Immanuel Kant in his principle of supreme morality admits that without the concept of an immortal soul and a life in the hereafter, morality based on the categorical imperative (beyond consideration of utility or consequences or likes and dislikes or responding instinctively) may not be possible. Every other philosopher’s concept of morality is limited to the hypothetical imperative which Kant admits is without ‘moral worth’. Morality based on rational thinking cannot go beyond utilitarianism and consequentialism or beyond maximizing self interest in this World. While the philosophers have defined what morality is, they have singularly failed to generate moral and ethical precepts from these definitions and philosophers like Aquinas have fallen back on self evident first principles which derive from religion.

We discover that except Kant, the Philosophers have been unable to define morality beyond what maximizes selfish self interest. Kant has gone beyond others to define morality in absolute and transcendental terms, but he has had to fall back on religion to admit that such morality is not possible without a belief in God and an afterlife. 

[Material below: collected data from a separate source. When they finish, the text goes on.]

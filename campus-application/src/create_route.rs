use super::*;

pub fn create_route(
    connections: &sqlite::Connections,
    new_route: usecases::NewRoute,
    actor: &str,
) -> Result<Route> {
    let route = connections
        .exclusive()?
        .transaction(|conn| usecases::create_route(conn, new_route, actor))
        .inspect_err(|err| {
            warn!("Failed to create route: {err}");
        })?;
    Ok(route)
}
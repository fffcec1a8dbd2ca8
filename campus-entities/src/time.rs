use std::fmt;

use time::{format_description::well_known::Rfc3339, OffsetDateTime};

const NANOS_PER_MILLI: i128 = 1_000_000;

/// A point in time with millisecond precision.
#[derive(Debug, Clone, Copy, PartialEq, Eq, PartialOrd, Ord, Hash)]
pub struct Timestamp(OffsetDateTime);

impl Timestamp {
    pub fn now() -> Self {
        let now = OffsetDateTime::now_utc();
        // Truncate to milliseconds, the precision of the database
        let truncated = now
            .replace_nanosecond(now.nanosecond() / 1_000_000 * 1_000_000)
            .unwrap_or(now);
        Self(truncated)
    }

    pub fn try_from_millis(millis: i64) -> Option<Self> {
        OffsetDateTime::from_unix_timestamp_nanos(i128::from(millis) * NANOS_PER_MILLI)
            .ok()
            .map(Self)
    }

    pub fn as_millis(self) -> i64 {
        (self.0.unix_timestamp_nanos() / NANOS_PER_MILLI) as i64
    }
}

impl fmt::Display for Timestamp {
    fn fmt(&self, f: &mut fmt::Formatter) -> fmt::Result {
        let formatted = self.0.format(&Rfc3339).map_err(|_| fmt::Error)?;
        f.write_str(&formatted)
    }
}
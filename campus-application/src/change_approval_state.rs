use super::*;

pub fn approve_place(
    connections: &sqlite::Connections,
    place_id: PlaceId,
    actor: &str,
    subject_name_hint: Option<&str>,
) -> Result<Place> {
    let place = connections.exclusive()?.transaction(|conn| {
        usecases::approve_place(conn, place_id, actor, subject_name_hint)
    })?;
    info!("{actor} approved place {place_id}");
    Ok(place)
}

pub fn return_place_to_construction(
    connections: &sqlite::Connections,
    place_id: PlaceId,
    actor: &str,
) -> Result<Place> {
    let place = connections
        .exclusive()?
        .transaction(|conn| usecases::return_place_to_construction(conn, place_id, actor))?;
    info!("{actor} returned place {place_id} to construction");
    Ok(place)
}

pub fn approve_route(
    connections: &sqlite::Connections,
    route_id: RouteId,
    actor: &str,
) -> Result<Route> {
    let route = connections
        .exclusive()?
        .transaction(|conn| usecases::approve_route(conn, route_id, actor))?;
    info!("{actor} approved route {route_id}");
    Ok(route)
}

pub fn return_route_to_construction(
    connections: &sqlite::Connections,
    route_id: RouteId,
    actor: &str,
) -> Result<Route> {
    let route = connections
        .exclusive()?
        .transaction(|conn| usecases::return_route_to_construction(conn, route_id, actor))?;
    info!("{actor} returned route {route_id} to construction");
    Ok(route)
}
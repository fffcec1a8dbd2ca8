use super::*;

#[get("/users/current")]
pub fn get_current_user(auth: Auth) -> Result<json::CurrentUser> {
    let account = auth.account()?;
    Ok(Json(json::CurrentUser {
        user: account.login().to_owned(),
        nombre: account.display_name().to_owned(),
    }))
}

#[post("/logout")]
pub fn post_logout(cookies: &CookieJar<'_>) -> Json<json::Success> {
    cookies.remove_private(COOKIE_USER_KEY);
    Json(json::Success { success: true })
}
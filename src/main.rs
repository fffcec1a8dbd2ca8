use clap::Parser as _;

mod cli;
mod config;

#[tokio::main]
async fn main() {
    dotenvy::dotenv().ok();
    env_logger::init();
    let args = cli::Args::parse();
    if let Err(err) = cli::run(args).await {
        log::error!("{err}");
        std::process::exit(1);
    }
}
#![deny(missing_debug_implementations)]
#![deny(rustdoc::broken_intra_doc_links)]
#![cfg_attr(test, deny(warnings))]

//! # campus-entities
//!
//! Reusable, agnostic domain entities for the campus places backend.
//!
//! The entities only contain generic functionality that does not reveal any application-specific business logic.

pub mod activity;
pub mod approval;
pub mod campus;
pub mod catalog;
pub mod history;
pub mod id;
pub mod location;
pub mod place;
pub mod route;
pub mod time;

#[cfg(any(test, feature = "builders"))]
pub mod builders;
use super::*;
use campus_core::{entities::*, repositories::*, RepoError};

const POINT: &str = r#"{"type":"Point","coordinates":[-72.6,-38.7]}"#;

fn init_connections() -> Connections {
    let _ = env_logger::builder().is_test(true).try_init();
    let connections = Connections::init(":memory:", 1).unwrap();
    run_embedded_database_migrations(connections.exclusive().unwrap()).unwrap();
    connections
}

fn place_data(campus_id: CampusId, name: &str) -> PlaceData {
    PlaceData {
        name: name.into(),
        campus_id,
        place_type_id: None,
        geometry: POINT.to_string().into(),
        description: None,
        images: vec![],
    }
}

fn history_entry<S>(subject_id: S, by: &str, at: Timestamp) -> NewHistoryEntry<S> {
    NewHistoryEntry {
        subject_id,
        activity: Activity { at, by: by.into() },
        operation: HistoryOperation::Approve,
        message: format!("entry of {by}"),
    }
}

#[test]
fn create_and_load_place() {
    let connections = init_connections();
    let db = connections.shared().unwrap();
    let campus_id = db.create_campus("Andrés Bello").unwrap();
    let type_id = db.create_place_type("Biblioteca").unwrap();
    let place_id = db
        .create_place(&PlaceData {
            place_type_id: Some(type_id),
            description: Some("Sala de lectura".into()),
            images: vec!["b.png".into(), "a.png".into()],
            ..place_data(campus_id, "Biblioteca Central")
        })
        .unwrap();
    let place = db.get_place(place_id).unwrap();
    assert_eq!("Biblioteca Central", place.name);
    assert_eq!(campus_id, place.campus_id);
    assert_eq!(Some(type_id), place.place_type_id);
    assert_eq!(POINT, place.location.geometry.as_str());
    assert_eq!(Some("Sala de lectura"), place.location.description.as_deref());
    assert_eq!(ApprovalState::Pending, place.location.state);
    // Images keep their order
    assert_eq!(vec!["b.png", "a.png"], place.images);
    assert_eq!(
        ApprovalState::Pending,
        db.get_approval_state(place.location.id).unwrap()
    );
}

#[test]
fn update_place_replaces_images_but_keeps_state() {
    let connections = init_connections();
    let db = connections.shared().unwrap();
    let campus_id = db.create_campus("Andrés Bello").unwrap();
    let place_id = db
        .create_place(&PlaceData {
            images: vec!["a.png".into(), "b.png".into()],
            ..place_data(campus_id, "Casino")
        })
        .unwrap();
    let location_id = db.get_place(place_id).unwrap().location.id;
    assert_eq!(
        1,
        db.change_approval_state(location_id, ApprovalState::Approved)
            .unwrap()
    );
    db.update_place(
        place_id,
        &PlaceData {
            images: vec!["c.png".into()],
            ..place_data(campus_id, "Casino Central")
        },
    )
    .unwrap();
    let place = db.get_place(place_id).unwrap();
    assert_eq!("Casino Central", place.name);
    assert_eq!(vec!["c.png"], place.images);
    assert_eq!(location_id, place.location.id);
    assert_eq!(ApprovalState::Approved, place.location.state);
}

#[test]
fn change_state_of_missing_location() {
    let connections = init_connections();
    let db = connections.shared().unwrap();
    assert_eq!(
        0,
        db.change_approval_state(LocationId::new(999_999), ApprovalState::Approved)
            .unwrap()
    );
    assert!(matches!(
        db.get_approval_state(LocationId::new(999_999)),
        Err(RepoError::NotFound)
    ));
}

#[test]
fn place_of_a_route_cannot_be_deleted() {
    let connections = init_connections();
    let db = connections.shared().unwrap();
    let campus_id = db.create_campus("Andrés Bello").unwrap();
    let p1 = db.create_place(&place_data(campus_id, "A")).unwrap();
    let p2 = db.create_place(&place_data(campus_id, "B")).unwrap();
    let route_id = db
        .create_route(&RouteData {
            name: "Ruta".into(),
            campus_id,
            route_type_id: None,
            geometry: r#"{"type":"LineString","coordinates":[]}"#.to_string().into(),
            description: None,
            place_ids: vec![p1, p2],
        })
        .unwrap();
    assert_eq!(vec![p1, p2], db.get_route(route_id).unwrap().place_ids);
    assert!(matches!(
        db.delete_place(p1),
        Err(RepoError::Integrity(_))
    ));
    assert!(db.get_place(p1).is_ok());

    db.delete_route(route_id).unwrap();
    assert!(matches!(db.get_route(route_id), Err(RepoError::NotFound)));
    db.delete_place(p1).unwrap();
    assert!(matches!(db.get_place(p1), Err(RepoError::NotFound)));
    assert_eq!(1, db.all_places(Some(campus_id)).unwrap().len());
}

#[test]
fn unknown_campus_violates_foreign_key() {
    let connections = init_connections();
    let db = connections.shared().unwrap();
    assert!(matches!(
        db.create_place(&place_data(CampusId::new(42), "A")),
        Err(RepoError::Integrity(_))
    ));
}

#[test]
fn history_is_ordered_and_paginated() {
    let connections = init_connections();
    let db = connections.shared().unwrap();
    let campus_id = db.create_campus("Andrés Bello").unwrap();
    let place_id = db.create_place(&place_data(campus_id, "Aula")).unwrap();
    let t0 = Timestamp::now().as_millis();
    for i in 0..5 {
        let at = Timestamp::try_from_millis(t0 + i).unwrap();
        db.add_history_entry(&history_entry(place_id, &format!("user{i}"), at))
            .unwrap();
    }
    // Same millisecond as the last entry, but inserted later
    let at = Timestamp::try_from_millis(t0 + 4).unwrap();
    db.add_history_entry(&history_entry(PlaceId::new(999), "other", at))
        .unwrap();

    let all = db
        .query_history(&HistoryQuery::<PlaceId> {
            subject_id: None,
            pagination: Pagination::default(),
        })
        .unwrap();
    assert_eq!(6, all.len());
    assert_eq!("other", all[0].entry.activity.by);
    assert_eq!("user4", all[1].entry.activity.by);
    assert!(all[0].subject_name.is_none());
    assert_eq!(Some("Aula"), all[1].subject_name.as_deref());
    assert_eq!(Some("Andrés Bello"), all[1].campus_name.as_deref());

    let query = HistoryQuery {
        subject_id: Some(place_id),
        pagination: Pagination {
            offset: Some(0),
            limit: Some(2),
        },
    };
    let page = db.query_history(&query).unwrap();
    let actors: Vec<_> = page.iter().map(|r| r.entry.activity.by.as_str()).collect();
    assert_eq!(vec!["user4", "user3"], actors);
    assert_eq!(5, db.count_history(Some(place_id)).unwrap());
    assert_eq!(6, HistoryRepo::<PlaceId>::count_history(&db, None).unwrap());

    // OFFSET without LIMIT
    let page = db
        .query_history(&HistoryQuery {
            subject_id: Some(place_id),
            pagination: Pagination {
                offset: Some(3),
                limit: None,
            },
        })
        .unwrap();
    let actors: Vec<_> = page.iter().map(|r| r.entry.activity.by.as_str()).collect();
    assert_eq!(vec!["user1", "user0"], actors);
}

#[test]
fn route_history_is_separate() {
    let connections = init_connections();
    let db = connections.shared().unwrap();
    db.add_history_entry(&history_entry(RouteId::new(1), "Ana", Timestamp::now()))
        .unwrap();
    assert_eq!(1, db.count_history(Some(RouteId::new(1))).unwrap());
    assert_eq!(0, db.count_history(Some(PlaceId::new(1))).unwrap());
    let records = db
        .query_history(&HistoryQuery {
            subject_id: Some(RouteId::new(1)),
            pagination: Pagination::default(),
        })
        .unwrap();
    assert_eq!(1, records.len());
    assert_eq!(HistoryOperation::Approve, records[0].entry.operation);
    assert!(records[0].subject_name.is_none());
}

#[test]
fn rollback_failed_transaction() {
    let connections = init_connections();
    let campus_id = connections
        .shared()
        .unwrap()
        .create_campus("Andrés Bello")
        .unwrap();
    let res = connections.exclusive().unwrap().transaction(|conn| {
        conn.create_place(&place_data(campus_id, "A"))?;
        Err::<(), _>(RepoError::NotFound)
    });
    assert!(matches!(res, Err(uc::Error::Repo(RepoError::NotFound))));
    assert!(connections
        .shared()
        .unwrap()
        .all_places(None)
        .unwrap()
        .is_empty());
}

An Example of Morality Based On Rational Thinking

Consider the following story from Jonathan Haidt’s book ‘The Happiness Hypothesis’

“Julie and Mark are sister and brother. They are travelling together in France on summer vacation from college. One night they are staying alone in a cabin near the beach. They decide that it would be interesting and fun if they tried making love. At the very least, it would be a new experience for each of them. Julie is already taking birth control pills, but Mark uses a condom, too, just to be safe. They both enjoying making love, but decide not to do it again. They keep that night as a special secret, which makes them feel even closer to each other.”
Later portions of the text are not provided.